Forged by a passion that could be indulged in precious few other ways, the Baroque Performance Institute attracted some 50 fascinated musicians in its first year, 1972. The following summer, that number doubled to 100. Over the years, Meints estimates, more than 1,000 different musicians have taken part in BPI, a great number of them returning numerous times—and some of them every time.
“The people who came to BPI in those earliest years have gone on to become the most important figures in the world in terms of historical music,” says Meints, a longtime professor of viola da gamba and cello at Oberlin, and a former longtime cellist with the Cleveland Orchestra.
As BPI nears its 50th anniversary in 2021, it continues to attract a mix of longtime fixtures, young musicians looking to broaden the horizons of their playing—and even novices hoping to indulge long-held passions for period music.

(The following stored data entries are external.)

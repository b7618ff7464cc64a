//! CLI command implementations for uid-io-monitor.
//!
//! This module provides implementations for all CLI subcommands:
//! - `check`: Configuration and statistics source validation
//! - `config`: Configuration file generation
//! - `dump`: In-process sampling and history output
//! - `generate`: Synthetic statistics file generation

pub mod check;
pub mod config;
pub mod dump;
pub mod generate;

// Re-export command functions
pub use check::command_check;
pub use config::command_config;
pub use dump::command_dump;
pub use generate::command_generate_testdata;
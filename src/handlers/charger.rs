//! Charger state endpoint handlers.
//!
//! `GET /charger` reports the charger state usage is currently attributed to.
//! `POST /charger?state=on|off` switches it; usage accrued so far is first
//! attributed to the previous state.

use axum::{
    extract::{Query, State},
    http::StatusCode,
    response::{IntoResponse, Response},
};
use serde::Deserialize;
use tracing::{error, info, instrument};
use uid_io_monitor::ChargerState;

use crate::state::SharedState;

/// Query parameters for the charger endpoint.
#[derive(Deserialize, Debug)]
pub struct ChargerQuery {
    pub state: String,
}

/// Handler for `GET /charger`.
#[instrument(skip(state))]
pub async fn charger_get_handler(State(state): State<SharedState>) -> impl IntoResponse {
    format!("charger: {}\n", state.monitor.charger_state())
}

/// Handler for `POST /charger`.
#[instrument(skip(state))]
pub async fn charger_set_handler(
    State(state): State<SharedState>,
    Query(query): Query<ChargerQuery>,
) -> Response {
    let requested: ChargerState = match query.state.parse() {
        Ok(s) => s,
        Err(e) => return (StatusCode::BAD_REQUEST, format!("{}\n", e)).into_response(),
    };

    let monitor = state.monitor.clone();
    let result = tokio::task::spawn_blocking(move || monitor.set_charger_state(requested)).await;

    match result {
        Ok(previous) => {
            if previous != requested {
                info!("Charger state changed: {} -> {}", previous, requested);
            }
            (StatusCode::OK, format!("charger: {}\n", requested)).into_response()
        }
        Err(e) => {
            error!("Charger update task failed: {}", e);
            (StatusCode::INTERNAL_SERVER_ERROR, "Charger update failed\n").into_response()
        }
    }
}
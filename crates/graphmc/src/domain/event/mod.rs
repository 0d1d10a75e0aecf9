//! Event Model
//!
//! An execution is a set of events, one per visible action of a thread.
//! Events are identified by `(thread, index)`; their kind is a closed
//! [`EventLabel`] variant. The explorer adds three core-owned labels that no
//! source ever produces: `ThreadStart`, `ThreadFinish` and `Block`.

pub mod label;
pub mod types;

pub use label::{Annotation, AssumeKind, EventLabel};
pub use types::{
    Address, BlockReason, EventId, FenceKind, Location, MemoryOrder, RmwOp, Stamp, ThreadId, Value,
    HEAP_BASE,
};
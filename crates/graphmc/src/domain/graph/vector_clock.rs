//! Vector Clock Implementation
//!
//! A view of an execution graph: for every thread, the length of the
//! program-order prefix that is known to precede some event.
//!
//! # Theory
//!
//! Given the view `V(b)` of event b and another event a:
//! - a precedes b iff `a.index < V(b)[a.thread]` and `a != b`
//! - a and b are unordered if neither precedes the other
//!
//! Views are joined element-wise, so the porf and happens-before relations are
//! computed by a single pass that merges predecessor views.

use crate::domain::event::{EventId, ThreadId};
use std::fmt;

/// Per-thread prefix lengths
///
/// # Example
///
/// ```text
/// T0: [2, 1, 0]  (T0:0, T0:1 and T1:0 precede, nothing of T2)
/// ```
#[derive(Clone, PartialEq, Eq, Default)]
pub struct VectorClock {
    clocks: Vec<usize>,
}

impl VectorClock {
    /// Create a clock with room for `threads` entries, all zero
    #[inline]
    pub fn new(threads: usize) -> Self {
        Self { clocks: vec![0; threads] }
    }

    /// Prefix length recorded for `thread`
    #[inline]
    pub fn get(&self, thread: ThreadId) -> usize {
        self.clocks.get(thread.as_usize()).copied().unwrap_or(0)
    }

    /// Set the prefix length of `thread`, growing the clock if needed
    #[inline]
    pub fn set(&mut self, thread: ThreadId, value: usize) {
        let idx = thread.as_usize();
        if idx >= self.clocks.len() {
            self.clocks.resize(idx + 1, 0);
        }
        self.clocks[idx] = value;
    }

    /// Include `event` and its program-order prefix
    #[inline]
    pub fn include(&mut self, event: EventId) {
        if self.get(event.thread) <= event.index {
            self.set(event.thread, event.index + 1);
        }
    }

    /// Merge with another vector clock (element-wise max)
    ///
    /// ```text
    /// self:  [3, 1, 2]
    /// other: [2, 5]
    /// result:[3, 5, 2]
    /// ```
    pub fn merge(&mut self, other: &Self) {
        if other.clocks.len() > self.clocks.len() {
            self.clocks.resize(other.clocks.len(), 0);
        }
        for (mine, theirs) in self.clocks.iter_mut().zip(&other.clocks) {
            *mine = (*mine).max(*theirs);
        }
    }

    /// Whether `event` lies inside the view
    #[inline]
    pub fn contains(&self, event: EventId) -> bool {
        event.index < self.get(event.thread)
    }

    /// Whether every prefix of `other` is included in `self`
    pub fn includes(&self, other: &Self) -> bool {
        other
            .clocks
            .iter()
            .enumerate()
            .all(|(i, &v)| v <= self.get(ThreadId(i)))
    }

    /// Number of events inside the view
    pub fn size(&self) -> usize {
        self.clocks.iter().sum()
    }
}

impl fmt::Debug for VectorClock {
    fn fmt(&self, f: &mut fmt::Formatter<'_>) -> fmt::Result {
        write!(f, "VC[")?;
        for (i, &val) in self.clocks.iter().enumerate() {
            if i > 0 {
                write!(f, ", ")?;
            }
            write!(f, "{val}")?;
        }
        write!(f, "]")
    }
}

#[cfg(test)]
mod tests {
    use super::*;

    fn ev(t: usize, i: usize) -> EventId {
        EventId::new(ThreadId(t), i)
    }

    #[test]
    fn test_vector_clock_init() {
        let vc = VectorClock::new(3);
        for t in 0..3 {
            assert_eq!(vc.get(ThreadId(t)), 0);
        }
        assert_eq!(vc.get(ThreadId(7)), 0);
    }

    #[test]
    fn test_include() {
        let mut vc = VectorClock::new(2);
        vc.include(ev(0, 2));
        assert!(vc.contains(ev(0, 0)));
        assert!(vc.contains(ev(0, 2)));
        assert!(!vc.contains(ev(0, 3)));

        vc.include(ev(0, 1));
        assert_eq!(vc.get(ThreadId(0)), 3);
    }

    #[test]
    fn test_merge() {
        let mut vc1 = VectorClock::new(3);
        vc1.set(ThreadId(0), 3);
        vc1.set(ThreadId(1), 1);
        vc1.set(ThreadId(2), 2);

        let mut vc2 = VectorClock::new(2);
        vc2.set(ThreadId(0), 2);
        vc2.set(ThreadId(1), 5);

        vc1.merge(&vc2);

        assert_eq!(vc1.get(ThreadId(0)), 3);
        assert_eq!(vc1.get(ThreadId(1)), 5);
        assert_eq!(vc1.get(ThreadId(2)), 2);
        assert_eq!(vc1.size(), 10);
    }

    #[test]
    fn test_includes() {
        let mut small = VectorClock::new(2);
        small.set(ThreadId(0), 1);

        let mut big = VectorClock::new(3);
        big.set(ThreadId(0), 2);
        big.set(ThreadId(2), 1);

        assert!(big.includes(&small));
        assert!(!small.includes(&big));
    }

    #[test]
    fn test_grows_on_set() {
        let mut vc = VectorClock::new(0);
        vc.set(ThreadId(4), 2);
        assert!(vc.contains(ev(4, 1)));
        assert_eq!(format!("{vc:?}"), "VC[0, 0, 0, 0, 2]");
    }
}
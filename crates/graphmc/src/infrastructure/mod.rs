//! Infrastructure Layer - External Formats
//!
//! Everything that touches the file system or a wire format lives here:
//! reading JSON test programs into the domain IR.

pub mod loader;

pub use loader::{load_program, parse_program, LoadError};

The roots of BPI can be traced to Meints and her late husband, James Caldwell. A recent addition to the Oberlin Conservatory faculty at the time, oboist Caldwell harbored a relentless passion for knowledge and for collecting—everything from bonsai trees to French art nouveau glassware to modern pottery. He also collected antique viols, upon which he was not formally trained but on which he became a standout player nonetheless.

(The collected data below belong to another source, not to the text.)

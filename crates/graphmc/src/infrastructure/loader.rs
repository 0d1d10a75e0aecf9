//! Program loading

use crate::domain::program::Program;
use std::fs;
use std::path::{Path, PathBuf};
use thiserror::Error;
use tracing::debug;

/// Failure to obtain a program
#[derive(Debug, Error)]
pub enum LoadError {
    /// The file could not be read
    #[error("cannot read {}: {source}", path.display())]
    Io {
        /// File that failed
        path: PathBuf,
        /// Underlying error
        #[source]
        source: std::io::Error,
    },

    /// The text is not a valid program
    #[error("invalid program: {0}")]
    Json(#[from] serde_json::Error),
}

/// Parse a program from JSON text
pub fn parse_program(text: &str) -> Result<Program, LoadError> {
    Ok(serde_json::from_str(text)?)
}

/// Read and parse a program file. An unnamed program takes the file stem
/// as its name.
pub fn load_program(path: impl AsRef<Path>) -> Result<Program, LoadError> {
    let path = path.as_ref();
    let text = fs::read_to_string(path).map_err(|source| LoadError::Io {
        path: path.to_path_buf(),
        source,
    })?;
    let mut program = parse_program(&text)?;
    if program.name.is_empty() {
        if let Some(stem) = path.file_stem() {
            program.name = stem.to_string_lossy().into_owned();
        }
    }
    debug!(name = %program.name, functions = program.functions.len(), threads = program.threads.len(), "program loaded");
    Ok(program)
}

#[cfg(test)]
mod tests {
    use super::*;
    use std::io::Write;

    const MINIMAL: &str = r#"{
        "functions": [{"name": "main", "body": []}],
        "threads": [{"function": "main"}]
    }"#;

    #[test]
    fn test_parse_minimal_program() {
        let program = parse_program(MINIMAL).unwrap();
        assert_eq!(program.functions.len(), 1);
        assert!(program.globals.is_empty());
        assert_eq!(program.recovery, None);
    }

    #[test]
    fn test_malformed_json_is_rejected() {
        assert!(matches!(parse_program("{\"threads\": 3}"), Err(LoadError::Json(_))));
    }

    #[test]
    fn test_load_names_program_after_file() {
        let dir = tempfile::tempdir().unwrap();
        let path = dir.path().join("counter.json");
        fs::File::create(&path).unwrap().write_all(MINIMAL.as_bytes()).unwrap();
        assert_eq!(load_program(&path).unwrap().name, "counter");
    }

    #[test]
    fn test_missing_file_is_io_error() {
        let err = load_program("/definitely/not/here.json").unwrap_err();
        assert!(matches!(err, LoadError::Io { .. }));
        assert!(err.to_string().contains("here.json"));
    }
}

That thirst for knowledge led Caldwell and Meints to envision an annual celebration of period music that would involve performances, master classes, and more. And both of them envisioned it involving legendary cellist August Wenzinger as a key participant.
In the late 1960s, Caldwell and Meints had seminal experiences with the Swiss master during conferences and summer visits to Europe. Their sessions were built around the notion of internalized learning—experiencing an extensive amount of content in one place, then retreating home to take it in more deeply over time. Oberlin, with its idyllic setting, plentiful available space during the summer, and cache of important historic instruments, would be the perfect place to offer such learning in America. Wenzinger himself was all too happy to oblige.

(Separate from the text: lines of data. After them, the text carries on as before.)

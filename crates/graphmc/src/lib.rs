//! graphmc - Stateless Model Checking over Execution Graphs
//!
//! # Overview
//!
//! `graphmc` explores every consistent execution graph of a concurrent
//! program under a weak memory model, each exactly once, and reports
//! assertion failures, data races, undefined memory behaviour, deadlocks,
//! liveness violations and persistency bugs.
//!
//! # Layered Architecture
//!
//! - **Domain**: events, graphs, the consistency oracle, the explorer and
//!   its reductions
//! - **Infrastructure**: loading JSON test programs
//! - **Adapters**: the [`Checker`] façade used by the command line
//!
//! # Memory Models
//!
//! - `sc`: sequential consistency
//! - `tso`: total store order
//! - `ra`: release/acquire weak memory (default)
//! - `lkmm`: RA with locks, full fences and RCU
//!
//! # Usage
//!
//! ```rust
//! use graphmc::{parse_program, Checker, ExplorerConfig, MemoryModel};
//!
//! let program = parse_program(r#"{
//!     "globals": [{"name": "x"}],
//!     "functions": [{"name": "inc", "body": [
//!         {"op": "rmw", "dst": 0, "addr": {"global": "x"}, "operation": {"add": {"const": 1}}}
//!     ]}],
//!     "threads": [{"function": "inc"}, {"function": "inc"}]
//! }"#).unwrap();
//!
//! let config = ExplorerConfig::builder().with_model(MemoryModel::Sc).build();
//! let outcome = Checker::new(config).check(&program).unwrap();
//! assert_eq!(outcome.report.stats.executions, 2);
//! assert_eq!(outcome.exit_code(), 0);
//! ```

#![warn(missing_docs)]
#![warn(clippy::all)]
#![warn(clippy::pedantic)]
#![warn(clippy::nursery)]

// Layers
pub mod adapters;
pub mod domain;
pub mod infrastructure;

// ━━━━━━━━━━━━━━━━━━━━━━━━━━━━━━━━━━━━━━━━━━━━━━━━━━━━━━━━━━━━━━━━━━━━━━━━━━━━━━
// Re-export Primary Types
// ━━━━━━━━━━━━━━━━━━━━━━━━━━━━━━━━━━━━━━━━━━━━━━━━━━━━━━━━━━━━━━━━━━━━━━━━━━━━━━

// Events and graphs
pub use domain::{EventId, EventLabel, ExecutionGraph, ThreadId, WriteRef};

// Exploration
pub use domain::{
    EventSource, ExecutionObserver, ExplorationReport, Explorer, ExplorerConfig, ExplorerError,
    MemoryModel, StopPolicy, Violation,
};

// Front end
pub use adapters::{CheckError, CheckOutcome, Checker};
pub use domain::{Interpreter, Program};
pub use infrastructure::{load_program, parse_program, LoadError};

/// Library version
pub const VERSION: &str = env!("CARGO_PKG_VERSION");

“We spent some time thinking about the name,” Meints recalls. “Most events at the time were workshops with stacks of music,” she says, gesturing with her arms to suggest an overwhelming pile of paper. “And they never actually played anything twice.”
“It’s going to be Baroque, not Renaissance,” she remembers them declaring.
“It’s going to be performance-based, not just sitting around reading music,” they also agreed.
“It’s going to be an institute, which implies that there will be lectures and context and learning about the music that they were playing, and not just sitting around playing reams of music.
“So it was a very well-thought-out name. We wanted to convey a lot about what would be going on just by the title.”
From the first Baroque Performance Institute through its 17th year, Wenzinger was a pivotal figure and the international celebrity whom many came to see and hear. Meints has commemorated those days with a newly released memoir, Oberlin Baroque Performance Institute: The Wenzinger Years, which brings to life many of the indelible moments experienced by BPI guests in its formative days.
Available on iTunes , the ebook includes many archival photos and programs as well as complete rosters of attendees from year to year. In addition, it is embedded with numerous audio clips—about an hour of music in all—that resurrect exclusive live performances and recordings created in the 1970s and ’80s.
“It’s unbelievable the number of lives that we have profoundly changed because they have come here and discovered what they really want to do,” Meints says. “You often find musicians who are fine players and interesting people, who find that they don't necessarily fit in with their musical world. Then they discover this and find that it’s exactly what they want to do.
“People have found family here. They found a place to fit in.”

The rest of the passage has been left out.